The skin over the area might look red or bruised, and in some cases the nipple can pull inward. Fat necrosis is completely benign, but it can look suspicious on imaging, so your doctor may ask about any prior injuries, surgeries, biopsies, or radiation treatments to put the findings in context. Occasionally a needle biopsy is needed to confirm it isn’t something else.
Lumps in Men
Men can develop nipple lumps too, and the most common cause by far is gynecomastia: a small disc of glandular tissue that grows underneath the nipple due to an imbalance between testosterone and estrogen. It typically feels like a button-sized, rubbery growth centered right behind the nipple.
Gynecomastia can be triggered by certain medications (including some used for heartburn, hair loss, and heart conditions), excess body fat, thyroid problems, or, less commonly, tumors in the adrenal glands, pituitary gland, or testes.

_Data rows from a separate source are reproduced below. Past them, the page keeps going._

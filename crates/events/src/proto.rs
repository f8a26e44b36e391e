//! Protobuf wire messages.
//!
//! Tags are part of the contract between independently deployed services:
//! never reuse or renumber one. New fields get new tags and must tolerate
//! being absent.

use prost_types::Timestamp;

#[derive(Clone, PartialEq, prost::Message)]
pub struct LineItem {
    #[prost(int64, tag = "1")]
    pub product_id: i64,
    #[prost(uint32, tag = "2")]
    pub quantity: u32,
    #[prost(string, optional, tag = "3")]
    pub name: Option<String>,
    #[prost(int64, optional, tag = "4")]
    pub price_cents: Option<i64>,
}

#[derive(Clone, PartialEq, prost::Message)]
pub struct OrderCreated {
    #[prost(int64, tag = "1")]
    pub order_id: i64,
    #[prost(string, tag = "2")]
    pub customer_id: String,
    #[prost(string, tag = "3")]
    pub status: String,
    #[prost(message, optional, tag = "4")]
    pub created_at: Option<Timestamp>,
    #[prost(message, repeated, tag = "5")]
    pub items: Vec<LineItem>,
}

#[derive(Clone, PartialEq, prost::Message)]
pub struct InventoryReserved {
    #[prost(int64, tag = "1")]
    pub order_id: i64,
    #[prost(bool, tag = "2")]
    pub success: bool,
    #[prost(string, tag = "3")]
    pub message: String,
    #[prost(message, repeated, tag = "4")]
    pub items: Vec<LineItem>,
}

#[derive(Clone, PartialEq, prost::Message)]
pub struct ReadyForKitchen {
    #[prost(int64, tag = "1")]
    pub order_id: i64,
    #[prost(message, repeated, tag = "2")]
    pub items: Vec<LineItem>,
}

#[derive(Clone, PartialEq, prost::Message)]
pub struct KitchenAccepted {
    #[prost(int64, tag = "1")]
    pub order_id: i64,
}

#[derive(Clone, PartialEq, prost::Message)]
pub struct OrderCooked {
    #[prost(int64, tag = "1")]
    pub order_id: i64,
    #[prost(message, repeated, tag = "2")]
    pub items: Vec<LineItem>,
}

#[derive(Clone, PartialEq, prost::Message)]
pub struct OrderReadyForDelivery {
    #[prost(int64, tag = "1")]
    pub order_id: i64,
    #[prost(message, repeated, tag = "2")]
    pub items: Vec<LineItem>,
    #[prost(string, tag = "3")]
    pub delivery_address: String,
    #[prost(string, tag = "4")]
    pub customer_id: String,
}

#[derive(Clone, PartialEq, prost::Message)]
pub struct DeliveryStarted {
    #[prost(int64, tag = "1")]
    pub order_id: i64,
}

#[derive(Clone, PartialEq, prost::Message)]
pub struct DeliveryCompleted {
    #[prost(int64, tag = "1")]
    pub order_id: i64,
}
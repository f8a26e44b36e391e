//! The persisted order record.

use chrono::{DateTime, Utc};
use common::{OrderId, OrderItem};
use serde::{Deserialize, Serialize};

use super::{OrderError, OrderStatus};

/// An order as stored by the order service.
#[derive(Debug, Clone, PartialEq, Eq, Serialize, Deserialize)]
pub struct Order {
    pub id: OrderId,
    pub customer_id: String,
    pub delivery_address: String,
    pub status: OrderStatus,
    pub created_at: DateTime<Utc>,
    pub updated_at: DateTime<Utc>,
    /// Bumped on every status write.
    pub version: i64,
    pub items: Vec<OrderItem>,
}

/// An order that has not been stored yet.
#[derive(Debug, Clone, PartialEq, Eq, Serialize, Deserialize)]
pub struct NewOrder {
    pub customer_id: String,
    pub delivery_address: String,
    pub items: Vec<OrderItem>,
}

impl NewOrder {
    pub fn new(
        customer_id: impl Into<String>,
        delivery_address: impl Into<String>,
        items: Vec<OrderItem>,
    ) -> Self {
        Self {
            customer_id: customer_id.into(),
            delivery_address: delivery_address.into(),
            items,
        }
    }

    /// Checks the order can enter the saga.
    pub fn validate(&self) -> Result<(), OrderError> {
        if self.customer_id.trim().is_empty() {
            return Err(OrderError::CustomerIdRequired);
        }
        if self.delivery_address.trim().is_empty() {
            return Err(OrderError::DeliveryAddressRequired);
        }
        if self.items.is_empty() {
            return Err(OrderError::NoItems);
        }
        for item in &self.items {
            if item.product_id.as_i64() <= 0 {
                return Err(OrderError::InvalidProductId {
                    product_id: item.product_id.as_i64(),
                });
            }
            if item.quantity == 0 {
                return Err(OrderError::InvalidQuantity {
                    product_id: item.product_id.as_i64(),
                });
            }
            if let Some(price) = item.unit_price_cents
                && price < 0
            {
                return Err(OrderError::InvalidPrice {
                    product_id: item.product_id.as_i64(),
                });
            }
        }
        Ok(())
    }
}
//! Integration tests for edgeward-store
//!
//! Tests store operations with real SQLite in-memory database

use edgeward_proto::{Environment, EnvironmentId, EnvironmentType};
use edgeward_store::{
    connect, migrate, EnvironmentStore, SeaOrmStore, Settings, SettingsStore, StoreError,
};

/// Helper to create a migrated test store
async fn setup_test_store() -> SeaOrmStore {
    let db = connect("sqlite::memory:")
        .await
        .expect("Failed to connect to in-memory database");

    migrate(&db).await.expect("Failed to run migrations");

    SeaOrmStore::new(db)
}

fn edge_environment(name: &str, edge_id: &str) -> Environment {
    Environment::new(name, EnvironmentType::EdgeAgentOnDocker)
        .with_edge_id(edge_id)
        .with_url("tcp://10.0.0.5:9001")
}

#[tokio::test]
async fn test_migrations_run_successfully() {
    let db = connect("sqlite::memory:").await.expect("Failed to connect");

    let result = migrate(&db).await;
    assert!(result.is_ok());
}

#[tokio::test]
async fn test_connect_rejects_unsupported_url() {
    let result = connect("mysql://localhost/edgeward").await;
    assert!(result.is_err());
}

#[tokio::test]
async fn test_insert_assigns_id() {
    let store = setup_test_store().await;

    let first = store
        .insert(&edge_environment("edge-1", "edge-aaa"))
        .await
        .expect("Failed to insert");
    let second = store
        .insert(&Environment::new("local", EnvironmentType::Docker))
        .await
        .expect("Failed to insert");

    assert!(first.id.is_assigned());
    assert!(second.id.is_assigned());
    assert_ne!(first.id, second.id);
}

#[tokio::test]
async fn test_insert_with_explicit_id() {
    let store = setup_test_store().await;

    let inserted = store
        .insert(&edge_environment("edge-7", "edge-abc").with_id(7))
        .await
        .expect("Failed to insert");
    assert_eq!(inserted.id, EnvironmentId(7));

    let found = store
        .environment(EnvironmentId(7))
        .await
        .expect("Failed to query")
        .expect("Environment not found");
    assert_eq!(found.name, "edge-7");
    assert_eq!(found.edge_id.as_deref(), Some("edge-abc"));
    assert_eq!(found.kind, EnvironmentType::EdgeAgentOnDocker);
    assert_eq!(found.url, "tcp://10.0.0.5:9001");
}

#[tokio::test]
async fn test_insert_duplicate_id_rejected() {
    let store = setup_test_store().await;

    store
        .insert(&Environment::new("a", EnvironmentType::Docker).with_id(3))
        .await
        .unwrap();
    let result = store
        .insert(&Environment::new("b", EnvironmentType::Docker).with_id(3))
        .await;

    assert!(matches!(result, Err(StoreError::AlreadyExists(EnvironmentId(3)))));
}

#[tokio::test]
async fn test_empty_edge_id_stored_as_null() {
    let store = setup_test_store().await;

    // Two records without an edge agent must not collide on the unique index
    let a = store
        .insert(&Environment::new("a", EnvironmentType::Docker).with_edge_id(""))
        .await
        .unwrap();
    let b = store
        .insert(&Environment::new("b", EnvironmentType::Docker).with_edge_id(""))
        .await
        .unwrap();

    assert_eq!(a.edge_id, None);
    let found = store.environment(b.id).await.unwrap().unwrap();
    assert_eq!(found.edge_id, None);
}

#[tokio::test]
async fn test_save_replaces_existing_record() {
    let store = setup_test_store().await;

    let mut env = store
        .insert(&edge_environment("edge", "edge-1"))
        .await
        .unwrap();

    env.name = "renamed".to_string();
    env.agent.version = "2.19.0".to_string();
    env.last_check_in_date = 1_700_000_000;
    let saved = store.save(&env).await.expect("Failed to save");
    assert_eq!(saved.name, "renamed");

    let found = store.environment(env.id).await.unwrap().unwrap();
    assert_eq!(found.name, "renamed");
    assert_eq!(found.agent.version, "2.19.0");
    assert_eq!(found.last_check_in_date, 1_700_000_000);
    assert_eq!(store.scan_all().await.unwrap().len(), 1);
}

#[tokio::test]
async fn test_save_inserts_missing_record() {
    let store = setup_test_store().await;

    let saved = store
        .save(&Environment::new("fresh", EnvironmentType::KubernetesLocal).with_id(42))
        .await
        .unwrap();

    assert_eq!(saved.id, EnvironmentId(42));
    assert!(store.environment(EnvironmentId(42)).await.unwrap().is_some());
}

#[tokio::test]
async fn test_delete_environment() {
    let store = setup_test_store().await;

    let env = store
        .insert(&edge_environment("edge", "edge-1"))
        .await
        .unwrap();

    store.delete(env.id).await.expect("Failed to delete");
    assert!(store.environment(env.id).await.unwrap().is_none());

    let result = store.delete(env.id).await;
    assert!(matches!(result, Err(StoreError::NotFound(_))));
}

#[tokio::test]
async fn test_scan_all_ordered_by_id() {
    let store = setup_test_store().await;

    for id in [5, 2, 9] {
        store
            .insert(&Environment::new(format!("env-{}", id), EnvironmentType::Docker).with_id(id))
            .await
            .unwrap();
    }

    let ids: Vec<i32> = store
        .scan_all()
        .await
        .unwrap()
        .into_iter()
        .map(|env| env.id.0)
        .collect();
    assert_eq!(ids, vec![2, 5, 9]);
}

#[tokio::test]
async fn test_settings_default_until_written() {
    let store = setup_test_store().await;

    let settings = store.settings().await.unwrap();
    assert_eq!(settings, Settings::default());
    assert_eq!(settings.edge_agent_checkin_interval, 5);

    let updated = Settings {
        edge_agent_checkin_interval: 30,
        tunnel_keep_alive_secs: 120,
    };
    store.update_settings(&updated).await.unwrap();
    assert_eq!(store.settings().await.unwrap(), updated);

    // Second write goes through the update path
    let again = Settings {
        edge_agent_checkin_interval: 10,
        ..updated
    };
    store.update_settings(&again).await.unwrap();
    assert_eq!(store.settings().await.unwrap().edge_agent_checkin_interval, 10);
}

Male breast cancer exists but is far rarer than gynecomastia. Still, any hard, fixed, or growing lump in a man’s breast should be evaluated with imaging.
Signs That Need Prompt Evaluation
Most nipple lumps turn out to be harmless, but certain features raise the level of concern:
- A hard lump that doesn’t move or feels different from the surrounding tissue
- Bloody or clear nipple discharge, especially from only one side
- Skin changes such as dimpling, puckering, or thickening over the lump
- Flaking, crusting, or scaling skin on the nipple or areola, which can be a sign of Paget disease of the breast, a rare form of breast cancer
- A nipple that has recently turned inward
- Redness, swelling, or localized pain that doesn’t resolve
- A lump under the arm on the same side
Paget disease deserves special mention because it often looks like eczema or a skin irritation rather than a typical lump. Itching, tingling, redness, and crusty or thickened skin on the nipple that doesn’t heal with standard skin treatments are its hallmark symptoms.
How Nipple Lumps Are Diagnosed
For women, the standard workup for any palpable lump includes a clinical breast exam followed by imaging. Ultrasound and diagnostic mammography are the primary tools, and the choice depends partly on your age and how suspicious the lump looks. For men under 25, ultrasound is typically the first imaging step. For men 25 and older, mammography is generally recommended first.
If imaging doesn’t give a clear answer, a needle biopsy can provide a definitive diagnosis. Many lumps, particularly clogged glands, small cysts, and fibroadenomas, can be confidently identified on imaging alone without needing a biopsy. The key is not to skip the evaluation step. Even lumps that feel “obviously harmless” can occasionally surprise, and a quick ultrasound is a simple way to put the question to rest.